After the case was transferred from Los Angeles County to San Bernardino
County, CFS reported in November 2012, that O.A. was being evaluated for psychotropic
medication and Dr. Multani had prescribed Risperdal. The CFS health report indicated
O.A. began taking Risperdal on October 3, 2012. CFS reported in February 2013, O.A.
was seen monthly by Dr. Multani and CFS had submitted an application for a physician’s
supporting statement for psychotropic medication (Physician’s Assessment JV 220 A
form).
On March 7, 2013, O.A. was placed on hold under section 5150, released on
March 14, and readmitted the next day. CFS prepared an Application Regarding
Psychotropic Medication (form JV 220), dated March 13, 2013, requesting O.A. be
permitted to continue taking Risperdal and begin taking Zoloft for depression. The
request form was based on Dr. Murdoch’s evaluation of O.A. on March 13, 2013, while
O.A. was hospitalized under section 5150. O.A. was diagnosed with “Major Depressive
Disorder, Severe, Recurrent with Psychotic Features.” The psychotropic medication
request form, however, was not filed with the juvenile court until May 15, 2013. On
March 28, 2013, O.A. began taking Zoloft, in addition to Risperdal.
At the review hearing on May 7, 2013, mother objected to O.A. taking
psychotropic medication. The court stated it did not have mother’s opposition, filed on
April 11, 2013. O.A.’s attorney stated she had not received mother’s opposition. The
court therefore continued the matter.
20
On May 15, 2013, CFS filed its application for psychotropic medication for Zoloft
and Risperdal, along with a consulting physician’s statement stating that the proposed
medication was appropriate. The application was granted on May 17, 2013. On May 21,
2013, mother filed a second Opposition to the Application Regarding Psychotropic
Medication (form JV-222). Mother stated she was resubmitting her April 2013
opposition because the court indicated at the May 7, 2013 hearing that her opposition was
not in the court file. Mother wanted to know why O.A. had been receiving psychotropic
medication since March 2013, without prior court approval.
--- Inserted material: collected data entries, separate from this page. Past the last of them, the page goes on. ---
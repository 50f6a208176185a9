mod common;

use rust_decimal_macros::dec;

use common::{contact, Fixture};
use stockkeep_core::{CategoryId, DomainError, Entity};
use stockkeep_inventory::TransactionType::In;

#[test]
fn product_update_never_touches_stock() {
    let fx = Fixture::new();
    let p = fx.product(12, 2);

    let mut details = fx.details("Renamed widget", 20);
    details.unit_price = dec!(9.99);
    let updated = fx.services.catalog.update_product(p, details).unwrap();

    assert_eq!(updated.name(), "Renamed widget");
    assert_eq!(updated.unit_price(), dec!(9.99));
    assert_eq!(updated.current_stock(), 12);
    assert!(updated.is_low_stock());
    assert_eq!(fx.stock(p), 12);
}

#[test]
fn product_creation_checks_references_and_input() {
    let fx = Fixture::new();

    let mut details = fx.details("Orphan", 0);
    details.category_id = CategoryId::new();
    let err = fx.services.catalog.create_product(details, 0).unwrap_err();
    assert!(matches!(err, DomainError::NotFound { entity: "category", .. }));

    let err = fx
        .services
        .catalog
        .create_product(fx.details("Negative", 0), -1)
        .unwrap_err();
    assert!(matches!(err, DomainError::Validation(_)));

    let err = fx
        .services
        .catalog
        .create_product(fx.details("", 0), 0)
        .unwrap_err();
    assert!(matches!(err, DomainError::Validation(_)));

    assert!(fx.services.catalog.list_products().unwrap().is_empty());
}

#[test]
fn referenced_rows_cannot_be_deleted() {
    let fx = Fixture::new();
    let p = fx.product(0, 0);
    fx.record(p, In, 1, 1).unwrap();

    let err = fx.services.catalog.delete_product(p).unwrap_err();
    assert!(matches!(err, DomainError::StillReferenced(_)));

    let err = fx.services.catalog.delete_category(fx.category_id).unwrap_err();
    assert!(matches!(err, DomainError::StillReferenced(_)));

    let err = fx.services.suppliers.delete(fx.supplier_id).unwrap_err();
    assert!(matches!(err, DomainError::StillReferenced(_)));

    assert_eq!(fx.stock(p), 1);
}

#[test]
fn unreferenced_rows_can_be_deleted() {
    let fx = Fixture::new();
    let p = fx.product(5, 0);

    fx.services.catalog.delete_product(p).unwrap();
    fx.services.catalog.delete_category(fx.category_id).unwrap();
    fx.services.suppliers.delete(fx.supplier_id).unwrap();

    assert!(fx.services.catalog.list_categories().unwrap().is_empty());
    assert!(fx.services.suppliers.list().unwrap().is_empty());
    assert!(matches!(
        fx.services.catalog.get_product(p),
        Err(DomainError::NotFound { .. })
    ));
}

#[test]
fn category_rename_is_validated() {
    let fx = Fixture::new();
    let renamed = fx
        .services
        .catalog
        .update_category(fx.category_id, "Fasteners", "Bolts and nuts")
        .unwrap();
    assert_eq!(renamed.name(), "Fasteners");

    let err = fx
        .services
        .catalog
        .update_category(fx.category_id, "", "")
        .unwrap_err();
    assert!(matches!(err, DomainError::Validation(_)));
    assert_eq!(fx.services.catalog.list_categories().unwrap()[0].name(), "Fasteners");
}

#[test]
fn supplier_lifecycle() {
    let fx = Fixture::new();
    let other = fx.services.suppliers.register("Globex", contact("Hank")).unwrap();
    assert!(other.is_active());

    let inactive = fx.services.suppliers.set_active(other.id(), false).unwrap();
    assert!(!inactive.is_active());
    assert!(fx.services.suppliers.set_active(other.id(), true).unwrap().is_active());

    let updated = fx
        .services
        .suppliers
        .update(other.id(), "Globex Corp", contact("Marge"))
        .unwrap();
    assert_eq!(updated.name(), "Globex Corp");
    assert_eq!(updated.contact().contact_person, "Marge");

    let mut bad = contact("Ned");
    bad.email = "not-an-email".to_string();
    let err = fx.services.suppliers.update(other.id(), "Globex", bad).unwrap_err();
    assert!(matches!(err, DomainError::Validation(_)));
    assert_eq!(fx.services.suppliers.get(other.id()).unwrap(), updated);
}

#[test]
fn products_by_supplier_and_dashboard_summary() {
    let fx = Fixture::new();
    let low = fx.product(1, 5);
    let healthy = fx.product(50, 5);

    let other = fx.services.suppliers.register("Initech", contact("Bill")).unwrap();
    let mut details = fx.details("Stapler", 0);
    details.supplier_id = other.id();
    let elsewhere = fx.services.catalog.create_product(details, 3).unwrap();

    let mine: Vec<_> = fx
        .services
        .catalog
        .products_by_supplier(fx.supplier_id)
        .unwrap()
        .iter()
        .map(|p| p.id())
        .collect();
    assert_eq!(mine.len(), 2);
    assert!(mine.contains(&low) && mine.contains(&healthy));
    assert!(!mine.contains(&elsewhere.id()));

    let summary = fx.services.catalog.summary().unwrap();
    assert_eq!(summary.total_products, 3);
    assert_eq!(summary.total_suppliers, 2);
    let low_ids: Vec<_> = summary.low_stock_products.iter().map(|p| p.id()).collect();
    assert_eq!(low_ids, vec![low]);
}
On June 11, 2013, at the jurisdiction/disposition hearing, mother requested the
psychotropic medication be immediately discontinued or, alternatively, gradually
stopped. The court requested CFS to provide the court with DBH’s recommendation on
whether to decrease O.A.’s Risperdal and Zoloft dosages. On June 25, 2013, Dr. Cho
evaluated O.A. and recommended O.A. continue on Zoloft (100 mg) and Risperdal (2
mg), and begin taking Benadryl for insomnia.
On July 16, 2013, the juvenile court held a nonappearance review, ordered all
prior orders remain in full force and effect, and referred O.A. to DBH. On July 18, 2013,
mother filed another notice of objection to O.A. taking psychotropic medication, and in
August 2013, mother filed her section 388 petition requesting the jurisdiction/disposition
order on June 11, 2013, modified to terminate administration of psychotropic medication
to O.A.
On September 6, 2013, DBH assessor, Dr. Galang-Feather, reported that O.A.’s
foster mother believed O.A. had improved while in her care. She was less fearful, got
21
along with others better, and was happy. Dr. Galang-Feather noted that Dr. Cho
diagnosed O.A. with Major Depressive Disorder, recurrent, severe with psychotic
features, and recommended O.A. continue her medications of Risperdal and Zoloft. Dr.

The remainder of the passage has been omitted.